Monday 1 October 2012

Autumn golf

As the cricket season was a bit of a washout, both in terms of the weather and in getting a decent team out, I've been keen to play more golf as I can see that carrying me into my old age as the cricket tails off. September has been a traditional golfing month for me and I had a good run at it this month, playing five new courses. First off was Pumpherston with workmate Martin Campbell. It was an interesting layout albeit a little damp in places which is to be expected this year. Next up I played Falkirk Tryst with Paul Last, losing on the last. I liked the course and its sand-based fairways made for a links feel. The following week Paul and I played Falkirk which was close to being waterlogged after a day and night of torrential rain. The greens were slick but there were puddles aplenty on the fairways. I clicked to finish with three pars and win the match.

The highlight of the golfing calendar is the Ryder Cup and to coincide with the 39th staging of it being held at Medinah in Chicago, I was able to play a couple of rounds at Gleneagles. Steve Caldwell was over from Canada and I played with him and Pete Bell at the Kings Course on the Friday. I was driving the ball well and striking my irons too so I thoroughly enjoyed my round in the heartland of golfing country. Pete is a member at Gleneagles so afterwards we lunched in the Dormie House and watched the first session of the Ryder Cup. 2-2 was satisfactory. Steve and I drove down to Scott's for the second session but the US were on fire and we did well to escape 5-3 down at the end of the first day.

On the Saturday I picked up Scott and we drive up to Pete's palatial residence at Ballingall Farm just outside Leslie. The US dominance continued (8-4) and they went further ahead in the evening (10-4) as I tried not to watch while the Lasts were here for dinner and a sleepover. Things started to turn after midnight when everyone bar me had gone to bed. Ian Poulter almost popped his eyes out roaring as birdie after birdie went in, five in all to finish with and win his fourball. Luke Donald hit some stunning irons too as Europe closed to 10-6 down by the end of play. Still too big a deficit but at least Europe were making a fist of it.

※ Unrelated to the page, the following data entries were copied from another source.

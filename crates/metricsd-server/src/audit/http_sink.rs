use std::time::Duration;

use async_trait::async_trait;

use metricsd_core::error::{MetricsError, Result};
use metricsd_core::protocol::AuditEvent;

use super::AuditSink;

/// POSTs each event as a JSON body.
///
/// Anything other than a 2xx/3xx status counts as a failed delivery.
pub struct HttpSink {
    url: String,
    client: reqwest::Client,
}

impl HttpSink {
    pub fn new(url: impl Into<String>, timeout: Duration) -> Result<Self> {
        let client = reqwest::Client::builder()
            .timeout(timeout)
            .build()
            .map_err(|e| MetricsError::Internal(format!("audit http client build failed: {e}")))?;
        Ok(Self {
            url: url.into(),
            client,
        })
    }

    pub fn url(&self) -> &str {
        &self.url
    }
}

#[async_trait]
impl AuditSink for HttpSink {
    fn name(&self) -> &str {
        "http"
    }

    async fn send(&self, ev: &AuditEvent) -> Result<()> {
        let resp = self
            .client
            .post(&self.url)
            .json(ev)
            .send()
            .await
            .map_err(|e| MetricsError::Internal(format!("audit post failed: {e}")))?;

        let status = resp.status();
        if status.is_success() || status.is_redirection() {
            Ok(())
        } else {
            Err(MetricsError::Internal(format!("audit sink HTTP status {status}")))
        }
    }
}
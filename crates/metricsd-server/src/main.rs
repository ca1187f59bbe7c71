//! metricsd server
//!
//! - Loads `metricsd.yaml` (or the path given as the first argument)
//! - Restores the snapshot file, then saves it on a fixed interval
//! - Serves the update/value routes until Ctrl-C, drains, then saves once more

use std::net::SocketAddr;

use tracing_subscriber::{fmt, EnvFilter};

use metricsd_core::error::{MetricsError, Result};
use metricsd_server::{app_state, config, router, storage::LoadOutcome};

#[tokio::main]
async fn main() -> Result<()> {
    fmt().with_env_filter(EnvFilter::from_default_env()).init();

    let path = std::env::args().nth(1).unwrap_or_else(|| "metricsd.yaml".to_string());
    let cfg = config::load_from_file(&path)?;
    let listen: SocketAddr = cfg
        .server
        .listen
        .parse()
        .map_err(|e| {
            MetricsError::BadRequest(format!("server.listen must be a valid SocketAddr: {e}"))
        })?;

    let state = app_state::AppState::new(cfg)?;

    match state.restore() {
        Ok(Some(LoadOutcome::Loaded { gauges, counters })) => {
            tracing::info!(gauges, counters, "snapshot restored");
        }
        Ok(Some(LoadOutcome::Missing)) => {
            tracing::info!(
                path = %state.snapshot_file().path().display(),
                "no snapshot file, starting empty"
            );
        }
        Ok(None) => {}
        Err(e) => {
            tracing::error!(error = %e, "snapshot restore failed");
            return Err(e);
        }
    }

    let saver = state.spawn_snapshot_saver();
    let app = router::build_router(state.clone());

    tracing::info!(%listen, "metricsd starting");
    let listener = tokio::net::TcpListener::bind(listen)
        .await
        .map_err(|e| MetricsError::Internal(format!("failed to bind {listen}: {e}")))?;

    let draining = state.clone();
    let grace = state.cfg().server.drain_grace();
    axum::serve(listener, app.into_make_service_with_connect_info::<SocketAddr>())
        .with_graceful_shutdown(async move {
            let _ = tokio::signal::ctrl_c().await;
            tracing::info!("shutdown requested");
            draining.drain(grace).await;
        })
        .await
        .map_err(|e| MetricsError::Internal(format!("server failed: {e}")))?;

    state.stop_background();
    if let Err(e) = saver.await {
        tracing::warn!(error = %e, "snapshot saver task ended abnormally");
    }
    tracing::info!("metricsd stopped");
    Ok(())
}
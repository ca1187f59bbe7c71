//! Update pipeline: the seam between the transport and the storage engine.
//!
//! Every write goes store-first, audit-second. The audit step is dispatched
//! in the background and its outcome never reaches the caller.
//!
//! Batches prefer the store's atomic `BatchUpdate` capability. Stores without
//! it get the per-item fallback, which is NOT atomic: it applies entries one
//! by one and stops at the first invalid entry, leaving earlier entries
//! applied and skipping the audit event.

use std::sync::Arc;

use metricsd_core::error::{MetricsError, Result};
use metricsd_core::protocol::{MetricKind, MetricRecord, MetricUpdate};

use crate::audit::Auditor;
use crate::obs::metrics::ServerMetrics;
use crate::storage::{BatchOutcome, MetricStore, Snapshot};

pub struct UpdatePipeline {
    store: Arc<dyn MetricStore>,
    auditor: Arc<Auditor>,
    metrics: Arc<ServerMetrics>,
}

impl UpdatePipeline {
    pub fn new(
        store: Arc<dyn MetricStore>,
        auditor: Arc<Auditor>,
        metrics: Arc<ServerMetrics>,
    ) -> Self {
        Self {
            store,
            auditor,
            metrics,
        }
    }

    pub fn store(&self) -> &Arc<dyn MetricStore> {
        &self.store
    }

    /// Apply one record and audit it. Returns the stored state of that metric.
    pub fn update_one(&self, rec: &MetricRecord, client_ip: &str) -> Result<MetricRecord> {
        let update = rec.to_update().map_err(|e| self.reject(e))?;
        let stored = self.apply(&update);
        self.audit(vec![update.name().to_string()], client_ip);
        Ok(stored)
    }

    /// Apply a batch and audit every applied name in one event.
    pub fn update_batch(&self, batch: &[MetricRecord], client_ip: &str) -> Result<BatchOutcome> {
        if batch.is_empty() {
            return Err(self.reject(MetricsError::BadRequest("empty batch".into())));
        }

        let outcome = match self.store.as_batch() {
            Some(b) => {
                let outcome = b.apply_batch(batch).map_err(|e| self.reject(e))?;
                for rec in batch.iter().filter(|r| r.to_update().is_ok()) {
                    self.metrics.updates.inc(&[("kind", rec.kind.as_str())]);
                }
                outcome
            }
            None => self.apply_each(batch)?,
        };

        if outcome.skipped > 0 {
            tracing::debug!(
                applied = outcome.applied.len(),
                skipped = outcome.skipped,
                "batch applied with skipped entries"
            );
        }
        if !outcome.applied.is_empty() {
            self.audit(outcome.applied.clone(), client_ip);
        }
        Ok(outcome)
    }

    /// Point read. `None` if the name was never written as `kind`.
    pub fn read_one(&self, name: &str, kind: MetricKind) -> Option<MetricRecord> {
        match kind {
            MetricKind::Gauge => self.store.gauge(name).map(|v| MetricRecord::gauge(name, v)),
            MetricKind::Counter => self.store.counter(name).map(|d| MetricRecord::counter(name, d)),
        }
    }

    /// Point read from a `{id, type}` request record.
    pub fn read_record(&self, rec: &MetricRecord) -> Result<MetricRecord> {
        let kind = rec.metric_kind()?;
        self.read_one(&rec.id, kind).ok_or(MetricsError::NotFound)
    }

    pub fn read_all(&self) -> Snapshot {
        self.store.snapshot()
    }

    fn apply(&self, update: &MetricUpdate) -> MetricRecord {
        self.metrics.updates.inc(&[("kind", update.kind().as_str())]);
        match update {
            MetricUpdate::Gauge { name, value } => {
                self.store.set_gauge(name, *value);
                MetricRecord::gauge(name.clone(), *value)
            }
            MetricUpdate::Counter { name, delta } => {
                let total = self.store.add_counter(name, *delta);
                MetricRecord::counter(name.clone(), total)
            }
        }
    }

    fn apply_each(&self, batch: &[MetricRecord]) -> Result<BatchOutcome> {
        let mut outcome = BatchOutcome::default();
        for rec in batch {
            let update = rec.to_update().map_err(|e| {
                tracing::warn!(
                    id = %rec.id,
                    applied = outcome.applied.len(),
                    error = %e,
                    "per-item batch stopped at invalid entry"
                );
                self.reject(e)
            })?;
            self.apply(&update);
            outcome.applied.push(update.name().to_string());
        }
        Ok(outcome)
    }

    fn audit(&self, names: Vec<String>, client_ip: &str) {
        let _ = self.auditor.dispatch(names, client_ip.to_string());
    }

    fn reject(&self, e: MetricsError) -> MetricsError {
        self.metrics
            .update_errors
            .inc(&[("code", e.client_code().as_str())]);
        e
    }
}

I was up early on a wet and windy morning to zoom back up to Gleneagles for a 0900 tee-off time on the PGA Championship Centenary Course, the venue for the 2014 Ryder Cup. Despite going 2 up early on, Scott and I never really got into it and lost 4 & 3. I didn't like the course. The weather improved but the damp, sand-based turf was hard to strike off and the strong wind made the long holes even longer. We were using buggies which made it impossible to get a feel for the course and meant you were often carrying the wrong clubs across to play your shot.

Steve treated us to lunch afterwards then I bowed out of going back to Scott's to watch the singles session of Day 3, partly because I felt Europe were on a hiding to nothing, partly because I was tired and partly because I knew Scott would be either too excitable if Europe came back or crushed if the US served up more of the same. And I wanted to see the boys. Finn was at Brodie's birthday party, ten-pin bowling, but I took the other three for a late afternoon runaround in Morningside Park. I recorded the golf and started watching it once the boys were in bed.

Gradually the scoreboard began turning blue as Europe's front-loaded order began to take control in the top matches. Still, it only looked like it would delay the inevitable as the middle-order matches weren't going our way. But as the gap closed down to 10-7, 10-8 then 10-10, it seemed the impossible might happen. Suddenly the Americans were looking worried and the putts that had inexorably zeroed in on the centre of the cup on days 1 and 2 were now slipping past and lipping out. Rose and Garcia both turned round matches from 1 down on the 17th tee to 1 hole victories and more and more matches were coming to the 18th and finishing in Europe's favour. It was 13-13 and all German Martin Kaymer had to do was preserve his one hole lead over Steve Stricker up the 18th for Europe to retain the trophy. It came down to a six foot par putt and he slotted it into the centre of the hole! Sharon was in watching by then and we cheered the result, made sweeter when Woods bogeyed the last and conceded Molinari's putt to seal a 14.5-13.5 victory for Europe.

So unexpected, but a great tribute to late, great Seve Ballesteros who was so passionate about the Ryder Cup and a fitting end to this "greatest summer of sport".